I’m not out to change human nature, though. People are always going to do that and it is pervasive.

What is annoying is seeing it from both professional journalists and people who play a similar role (whether you’ll call them bloggers, new media dudes, influencers or thought leaders). In tech journalism, it is easy to see PC guys, Apple guys, Android guys, and Windows phone guys as they go around and cherry pick stories and facts that affirm their version of the truth. In sports, you see the same thing as a writer who is pursuing a story might be more open to suggestions that affirm the facts already found.

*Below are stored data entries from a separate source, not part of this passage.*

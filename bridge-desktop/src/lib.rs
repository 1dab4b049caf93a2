//! # Desktop Bridge Implementations
//!
//! Default bridge adapters for desktop hosts and test harnesses.
//!
//! ## Overview
//!
//! - `AsyncCommandBridge` drives any async `NativeExecutor` on a Tokio
//!   runtime and exposes it as the callback-style `CommandBridge` the media
//!   core talks to.
//!
//! ## Usage
//!
//! ```ignore
//! use bridge_desktop::AsyncCommandBridge;
//! use std::sync::Arc;
//!
//! #[tokio::main]
//! async fn main() {
//!     let bridge = AsyncCommandBridge::new(Arc::new(MyExecutor::default()))
//!         .expect("runtime available");
//!     // Use in core configuration
//! }
//! ```

mod exec;

pub use exec::AsyncCommandBridge;
//! # Logging & Tracing Infrastructure
//!
//! Provides structured logging with the `tracing` crate, supporting:
//! - JSON, pretty and compact output formats
//! - Module-level filtering
//! - Integration with host logging via `LoggerSink`
//! - Source locator scrubbing (basename only)
//!
//! ## Overview
//!
//! This module configures the `tracing-subscriber` registry and forwards
//! events to an optional host [`LoggerSink`]. When a sink is configured, every
//! event that survives filtering is mirrored to the host logger while still
//! flowing through the standard fmt layer.
//!
//! ## Usage
//!
//! ```ignore
//! use core_runtime::logging::{LoggingConfig, LogFormat, init_logging};
//! use bridge_traits::logging::{LogLevel, ConsoleLogger};
//! use std::sync::Arc;
//!
//! let config = LoggingConfig::default()
//!     .with_format(LogFormat::Pretty)
//!     .with_level(LogLevel::Debug)
//!     .with_logger_sink(Arc::new(ConsoleLogger::default()));
//!
//! init_logging(config).expect("Failed to initialize logging");
//! tracing::info!("Media plugin starting");
//! ```

use crate::error::{Error, Result};

use bridge_traits::logging::{LogEntry, LogLevel, LoggerSink};

use std::collections::HashMap;
use std::fmt;
use std::io;
use std::sync::Arc;

use tokio::runtime;
use tracing::field::{Field, Visit};
use tracing::{Event, Subscriber};
use tracing_subscriber::{
    filter::EnvFilter,
    layer::{Context, SubscriberExt},
    registry::LookupSpan,
    util::SubscriberInitExt,
    Layer,
};

/// Log output format
#[derive(Debug, Clone, Copy, PartialEq, Eq)]
pub enum LogFormat {
    /// Human-readable pretty format with colors
    Pretty,
    /// Structured JSON format for machine parsing
    Json,
    /// Compact format for production
    Compact,
}

impl Default for LogFormat {
    fn default() -> Self {
        #[cfg(debug_assertions)]
        return Self::Pretty;

        #[cfg(not(debug_assertions))]
        return Self::Json;
    }
}

/// Logging configuration
#[derive(Clone)]
pub struct LoggingConfig {
    pub format: LogFormat,
    /// Minimum log level
    pub level: LogLevel,
    /// Custom filter string (e.g., "core_media=trace,bridge_desktop=debug")
    pub filter: Option<String>,
    /// Optional logger sink for forwarding logs to host
    pub logger_sink: Option<Arc<dyn LoggerSink>>,
    /// Emit span enter/exit events
    pub enable_spans: bool,
    /// Display target module in logs
    pub display_target: bool,
    /// Display thread info
    pub display_thread_info: bool,
}

impl Default for LoggingConfig {
    fn default() -> Self {
        Self {
            format: LogFormat::default(),
            level: LogLevel::Info,
            filter: None,
            logger_sink: None,
            enable_spans: true,
            display_target: true,
            display_thread_info: false,
        }
    }
}

impl fmt::Debug for LoggingConfig {
    fn fmt(&self, f: &mut fmt::Formatter<'_>) -> fmt::Result {
        f.debug_struct("LoggingConfig")
            .field("format", &self.format)
            .field("level", &self.level)
            .field("filter", &self.filter)
            .field(
                "logger_sink",
                &self.logger_sink.as_ref().map(|_| "LoggerSink { ... }"),
            )
            .field("enable_spans", &self.enable_spans)
            .finish()
    }
}

impl LoggingConfig {
    pub fn with_format(mut self, format: LogFormat) -> Self {
        self.format = format;
        self
    }

    pub fn with_level(mut self, level: LogLevel) -> Self {
        self.level = level;
        self
    }

    /// Set custom filter string
    pub fn with_filter(mut self, filter: impl Into<String>) -> Self {
        self.filter = Some(filter.into());
        self
    }

    /// Set logger sink for host integration
    pub fn with_logger_sink(mut self, sink: Arc<dyn LoggerSink>) -> Self {
        self.logger_sink = Some(sink);
        self
    }

    pub fn with_spans(mut self, enable: bool) -> Self {
        self.enable_spans = enable;
        self
    }

    pub fn with_target(mut self, display: bool) -> Self {
        self.display_target = display;
        self
    }

    pub fn with_thread_info(mut self, display: bool) -> Self {
        self.display_thread_info = display;
        self
    }
}

/// Initialize the logging system
///
/// Call once during host startup. Subsequent calls return an error because
/// the global subscriber is already set.
pub fn init_logging(config: LoggingConfig) -> Result<()> {
    let filter = build_filter(&config)?;
    let sink_layer = LoggerSinkLayer::new(config.logger_sink.clone());

    let init = match config.format {
        LogFormat::Pretty => {
            let fmt_layer = tracing_subscriber::fmt::layer()
                .pretty()
                .with_target(config.display_target)
                .with_thread_ids(config.display_thread_info)
                .with_thread_names(config.display_thread_info)
                .with_span_events(if config.enable_spans {
                    tracing_subscriber::fmt::format::FmtSpan::ACTIVE
                } else {
                    tracing_subscriber::fmt::format::FmtSpan::NONE
                })
                .with_writer(io::stdout);
            tracing_subscriber::registry()
                .with(filter)
                .with(fmt_layer)
                .with(sink_layer)
                .try_init()
        }
        LogFormat::Json => {
            let fmt_layer = tracing_subscriber::fmt::layer()
                .json()
                .flatten_event(true)
                .with_current_span(config.enable_spans)
                .with_span_list(config.enable_spans)
                .with_target(config.display_target)
                .with_thread_ids(config.display_thread_info)
                .with_thread_names(config.display_thread_info)
                .with_writer(io::stdout);
            tracing_subscriber::registry()
                .with(filter)
                .with(fmt_layer)
                .with(sink_layer)
                .try_init()
        }
        LogFormat::Compact => {
            let fmt_layer = tracing_subscriber::fmt::layer()
                .compact()
                .with_target(config.display_target)
                .with_thread_ids(config.display_thread_info)
                .with_thread_names(config.display_thread_info)
                .with_writer(io::stdout);
            tracing_subscriber::registry()
                .with(filter)
                .with(fmt_layer)
                .with(sink_layer)
                .try_init()
        }
    };

    init.map_err(|e| Error::Config(format!("Failed to initialize logging: {}", e)))
}

fn build_filter(config: &LoggingConfig) -> Result<EnvFilter> {
    let base_level = match config.level {
        LogLevel::Trace => "trace",
        LogLevel::Debug => "debug",
        LogLevel::Info => "info",
        LogLevel::Warn => "warn",
        LogLevel::Error => "error",
    };

    let filter_string = if let Some(custom_filter) = &config.filter {
        custom_filter.clone()
    } else {
        // Workspace crates at the requested level, everything else at warn
        format!(
            "warn,core_runtime={},core_media={},core_service={},bridge_desktop={}",
            base_level, base_level, base_level, base_level
        )
    };

    EnvFilter::try_new(filter_string)
        .map_err(|e| Error::Config(format!("Invalid log filter: {}", e)))
}

/// Layer that forwards events to a `LoggerSink` implementation.
struct LoggerSinkLayer {
    sink: Option<Arc<dyn LoggerSink>>,
}

impl LoggerSinkLayer {
    fn new(sink: Option<Arc<dyn LoggerSink>>) -> Self {
        Self { sink }
    }
}

impl<S> Layer<S> for LoggerSinkLayer
where
    S: Subscriber + for<'a> LookupSpan<'a>,
{
    fn on_event(&self, event: &Event<'_>, ctx: Context<'_, S>) {
        let Some(sink) = self.sink.as_ref() else {
            return;
        };

        let metadata = event.metadata();
        let level = tracing_level_to_log_level(*metadata.level());

        if level < sink.min_level() {
            return;
        }

        let mut visitor = SinkVisitor::default();
        event.record(&mut visitor);

        let message = visitor
            .message
            .unwrap_or_else(|| metadata.name().to_string());

        let mut entry = LogEntry::new(level, metadata.target(), message);

        for (key, value) in visitor.fields {
            entry = entry.with_field(key, value);
        }

        if let Some(span) = ctx.lookup_current() {
            entry.span_id = Some(span.name().to_string());
        }

        let sink = Arc::clone(sink);

        if let Ok(handle) = runtime::Handle::try_current() {
            handle.spawn(async move {
                if let Err(err) = sink.log(entry).await {
                    eprintln!("LoggerSink error: {}", err);
                }
            });
            return;
        }

        if let Err(err) = futures::executor::block_on(sink.log(entry)) {
            eprintln!("LoggerSink error: {}", err);
        }
    }
}

#[derive(Default)]
struct SinkVisitor {
    message: Option<String>,
    fields: HashMap<String, String>,
}

impl SinkVisitor {
    fn record_value(&mut self, field: &Field, value: String) {
        if field.name() == "message" {
            self.message = Some(value);
        } else {
            self.fields.insert(field.name().to_string(), value);
        }
    }
}

impl Visit for SinkVisitor {
    fn record_str(&mut self, field: &Field, value: &str) {
        self.record_value(field, value.to_string());
    }

    fn record_i64(&mut self, field: &Field, value: i64) {
        self.record_value(field, value.to_string());
    }

    fn record_u64(&mut self, field: &Field, value: u64) {
        self.record_value(field, value.to_string());
    }

    fn record_bool(&mut self, field: &Field, value: bool) {
        self.record_value(field, value.to_string());
    }

    fn record_f64(&mut self, field: &Field, value: f64) {
        self.record_value(field, value.to_string());
    }

    fn record_error(&mut self, field: &Field, value: &(dyn std::error::Error + 'static)) {
        self.record_value(field, value.to_string());
    }

    fn record_debug(&mut self, field: &Field, value: &dyn fmt::Debug) {
        self.record_value(field, format!("{:?}", value));
    }
}

fn tracing_level_to_log_level(level: tracing::Level) -> LogLevel {
    match level {
        tracing::Level::TRACE => LogLevel::Trace,
        tracing::Level::DEBUG => LogLevel::Debug,
        tracing::Level::INFO => LogLevel::Info,
        tracing::Level::WARN => LogLevel::Warn,
        tracing::Level::ERROR => LogLevel::Error,
    }
}

/// Reduce a media source locator to its final path segment for logging.
///
/// Query strings and fragments are dropped since stream URLs often carry
/// access tokens there.
///
/// ```
/// use core_runtime::logging::strip_path;
///
/// assert_eq!(strip_path("/sdcard/Music/song.mp3"), "song.mp3");
/// assert_eq!(strip_path("https://radio.example/live.aac?token=abc"), "live.aac");
/// ```
pub fn strip_path(path: &str) -> &str {
    let path = path.split(|c| c == '?' || c == '#').next().unwrap_or(path);
    path.rsplit('/')
        .next()
        .unwrap_or(path)
        .rsplit('\\')
        .next()
        .unwrap_or(path)
}
use thiserror::Error;

#[derive(Error, Debug)]
pub enum CoreError {
    #[error("Core initialization failed: {0}")]
    InitializationFailed(String),

    #[error("Runtime error: {0}")]
    Runtime(#[from] core_runtime::Error),

    #[error("Media error: {0}")]
    Media(#[from] core_media::MediaError),

    #[error("Bridge error: {0}")]
    Bridge(#[from] bridge_traits::BridgeError),
}

pub type Result<T> = std::result::Result<T, CoreError>;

Of course, it happens in, what should be, factual news stories. Oftentimes, it is the lazy analysis or editorializing that gets to me the most. Maybe it’s because lazy affirmation is popular or accepted but I can’t be the only one who skips posts and articles from people who can’t leave the cheerleading session to give serious attention to contrasting facts, right?

Crickets

Perhaps it is popular for a reason. Since people are naturally ones to take a side, it is easier to identify with heroes or villains (or likeminded vs. non-likeminded in a lesser extreme). We love watching a Paul Begala or Skip Bayless, even when we can predict the words that are going to come out of their mouth. Whereas real analysis and discovery takes skill and chops to make work (and readable or watchable), being an affirmer to all things in one point of view can be easy, even for a hack. Arguing is easy, not acknowledging contrasting facts is even easier.

I’m a free market guy. I know you have to get eyeballs. But there’s also a reason why I’ve turned off cable news, talk radio and sports commentary (even a lot of pre and post-game stuff, unless Charles Barkley is involved). I do appreciate actual reporting and analysis. The idea that you’ll go out there, collect facts, stories and quotes with an open mind, analyze it thoroughly and then write a story or editorial based on that discovery?

It’s going away.

2 thoughts on “Discovery vs. Affirmation? What Are You Looking For?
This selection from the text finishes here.